TASK REQUIREMENTS: Retype every entry exactly, character for character.

(Stored items)

┌────────

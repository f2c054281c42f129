//! API layer - HTTP handlers, extractors, and route definitions.

pub mod extractors;
pub mod handlers;
pub mod metrics;
pub mod openapi;
pub mod routes;
pub mod state;

pub use openapi::ApiDoc;
pub use routes::create_router;
pub use state::AppState;
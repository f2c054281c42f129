//! SeaORM entity definitions
//!
//! These are database-specific entities separate from domain models.

pub mod author;

pub use author::Entity as AuthorEntity;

└────────

ANSWER FOR THE TASK:
repository f2c054281c42f129
//! API layer - HTTP handlers, extractors, and route definitions.

pub mod extractors;
pub mod handlers;
pub mod metrics;
pub mod openapi;
pub mod routes;
pub mod state;

pub use openapi::ApiDoc;
pub use routes::create_router;
pub use state::AppState;
repository f2c054281c42f129
//! SeaORM entity definitions
//!
//! These are database-specific entities separate from domain models.

pub mod author;

pub use author::Entity as AuthorEntity;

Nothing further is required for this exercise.